I sometimes recommend juggling and joggling to boxers and martial artists as a great way to cross-train so they can beat up people better. Some may see mixing martial arts and juggling as something new, but it is anything but. This goes way back to ancient times, like shopping malls. Yes, shopping malls – the ancient Romans built the first shopping malls. And you know what comes with malls – mall rats! We aren’t so different from the ancients after all.
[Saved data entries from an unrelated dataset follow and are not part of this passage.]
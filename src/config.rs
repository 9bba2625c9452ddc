// Configuration surface: command line flags (with environment fallbacks),
// validation, and the projection into client `Options`.

use crate::error::ConfigError;
use clap::Args;

pub const DEFAULT_API_BASE_URL: &str = "https://api.cloudflare.com/client/v4";
pub const DEFAULT_LOG_NAME: &str = "cloudflare";

/// Options the client is built from. Immutable once the client exists.
#[derive(Debug, Clone, PartialEq, Eq)]
pub struct Options {
    /// Name of the tracing span every client event is recorded under.
    pub log_name: String,
    pub disabled: bool,
    pub user_id: String,
    pub token: String,
    /// Prepended to every script identifier to form the remote script name.
    pub prefix: String,
    pub upstream_root_domain: Option<String>,
    pub api_base_url: String,
    /// Ask for subdomain availability on upload and enable the subdomain
    /// when the script is not yet reachable there.
    pub manage_subdomain: bool,
}

impl Default for Options {
    fn default() -> Self {
        Options {
            log_name: DEFAULT_LOG_NAME.into(),
            disabled: false,
            user_id: String::new(),
            token: String::new(),
            prefix: String::new(),
            upstream_root_domain: None,
            api_base_url: DEFAULT_API_BASE_URL.into(),
            manage_subdomain: true,
        }
    }
}

#[derive(Args, Debug, Clone, Default, PartialEq, Eq)]
pub struct Config {
    /// Turn the cloudflare integration off entirely
    #[arg(long = "cloudflare-disabled", env = "CLOUDFLARE_DISABLED")]
    pub disabled: bool,

    /// The cloudflare account (user) id
    #[arg(long = "cloudflare-user-id", env = "CLOUDFLARE_USER_ID", default_value = "")]
    pub user_id: String,

    /// The cloudflare API token
    #[arg(
        long = "cloudflare-token",
        env = "CLOUDFLARE_TOKEN",
        default_value = "",
        hide_env_values = true
    )]
    pub token: String,

    /// Prefix prepended to every worker script name
    #[arg(long = "cloudflare-prefix", env = "CLOUDFLARE_PREFIX", default_value = "")]
    pub prefix: String,

    /// Root domain the deployed workers are served under
    #[arg(
        long = "cloudflare-upstream-root-domain",
        env = "CLOUDFLARE_UPSTREAM_ROOT_DOMAIN",
        default_value = ""
    )]
    pub upstream_root_domain: String,

    /// Override the cloudflare API base url
    #[arg(
        long = "cloudflare-api-url",
        env = "CLOUDFLARE_API_URL",
        default_value = DEFAULT_API_BASE_URL
    )]
    pub api_base_url: String,

    /// Skip the subdomain availability check and enablement
    #[arg(long = "cloudflare-skip-subdomain")]
    pub skip_subdomain: bool,
}

impl Config {
    pub fn new() -> Self {
        Config {
            api_base_url: DEFAULT_API_BASE_URL.into(),
            ..Default::default()
        }
    }

    /// Checks required fields. A disabled configuration is always valid.
    pub fn validate(&self) -> Result<(), ConfigError> {
        if self.disabled {
            return Ok(());
        }

        if self.user_id.is_empty() {
            return Err(ConfigError::UserIdRequired);
        }

        if self.token.is_empty() {
            return Err(ConfigError::TokenRequired);
        }

        Ok(())
    }

    pub fn generate_options(&self, log_name: &str) -> Options {
        let upstream_root_domain = Some(self.upstream_root_domain.clone())
            .filter(|domain| !domain.is_empty());
        let api_base_url = if self.api_base_url.is_empty() {
            DEFAULT_API_BASE_URL.to_string()
        } else {
            self.api_base_url.clone()
        };

        Options {
            log_name: log_name.to_string(),
            disabled: self.disabled,
            user_id: self.user_id.clone(),
            token: self.token.clone(),
            prefix: self.prefix.clone(),
            upstream_root_domain,
            api_base_url,
            manage_subdomain: !self.skip_subdomain,
        }
    }
}
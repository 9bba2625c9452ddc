// In-flight call tracking for shutdown: a cancellation flag plus a count of
// outstanding operations. `shutdown` flips the flag and waits for the count
// to drain; calls that arrive afterwards are refused.

use crate::error::{Error, Result};
use parking_lot::{Condvar, Mutex};

#[derive(Debug, Default)]
struct State {
    cancelled: bool,
    in_flight: usize,
}

#[derive(Debug, Default)]
pub struct Tracker {
    state: Mutex<State>,
    drained: Condvar,
}

/// Registration of one in-flight call; released on drop.
#[derive(Debug)]
pub struct Guard<'a> {
    tracker: &'a Tracker,
}

impl Tracker {
    pub fn new() -> Self {
        Self::default()
    }

    pub fn enter(&self) -> Result<Guard<'_>> {
        let mut state = self.state.lock();
        if state.cancelled {
            return Err(Error::Closed);
        }
        state.in_flight += 1;
        Ok(Guard { tracker: self })
    }

    pub fn is_cancelled(&self) -> bool {
        self.state.lock().cancelled
    }

    pub fn in_flight(&self) -> usize {
        self.state.lock().in_flight
    }

    /// Cancels and blocks until every registered call has finished.
    pub fn shutdown(&self) {
        let mut state = self.state.lock();
        state.cancelled = true;
        while state.in_flight > 0 {
            self.drained.wait(&mut state);
        }
    }
}

impl Drop for Guard<'_> {
    fn drop(&mut self) {
        let mut state = self.tracker.state.lock();
        state.in_flight -= 1;
        if state.in_flight == 0 {
            self.tracker.drained.notify_all();
        }
    }
}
To get back on topic: In ancient China many warriors appear to have also been jugglers. This makes intuitive sense since juggling can improve coordination. According to Wikipedia, in the article, Juggling in Ancient China:
Xiong Yiliao (Chinese: 熊宜僚; pinyin: Xióng Yiliáo), was a famous Chu warrior who fought under King Zhuang of Chu (ruled 613-591 BC) during the Spring and Autumn Period of Chinese history. Ancient Chinese annals state that he practiced nongwan (Chinese: 弄丸; pinyin: nòngwán, “throwing multiple objects up and down without dropping”), and he is often cited as one of the world’s earliest known jugglers. During a battle in about 603 BC between the states of Chu (Chinese: 楚國; pinyin: Chǔguó) and Song (Chinese: 宋国; pinyin: Sòngguó), Xiong Yiliao stepped out between the armies and juggled nine balls, which so amazed the Song troops that all five hundred of them turned and fled, allowing the Chu army to win a complete victory. As Xu Wugui (Chinese: 徐无鬼; pinyin: Xú Wúguǐ) recounts in Chapter 24 of the Zhuangzi (Chinese: 庄子; pinyin: Zhuāngzi), “Yiliao of Shinan juggled balls, and the conflict between the two states was ended.”
That sounds amazing, though it is likely false or greatly exaggerated. Still, you can’t go wrong learning to juggle if you’re a martial artist.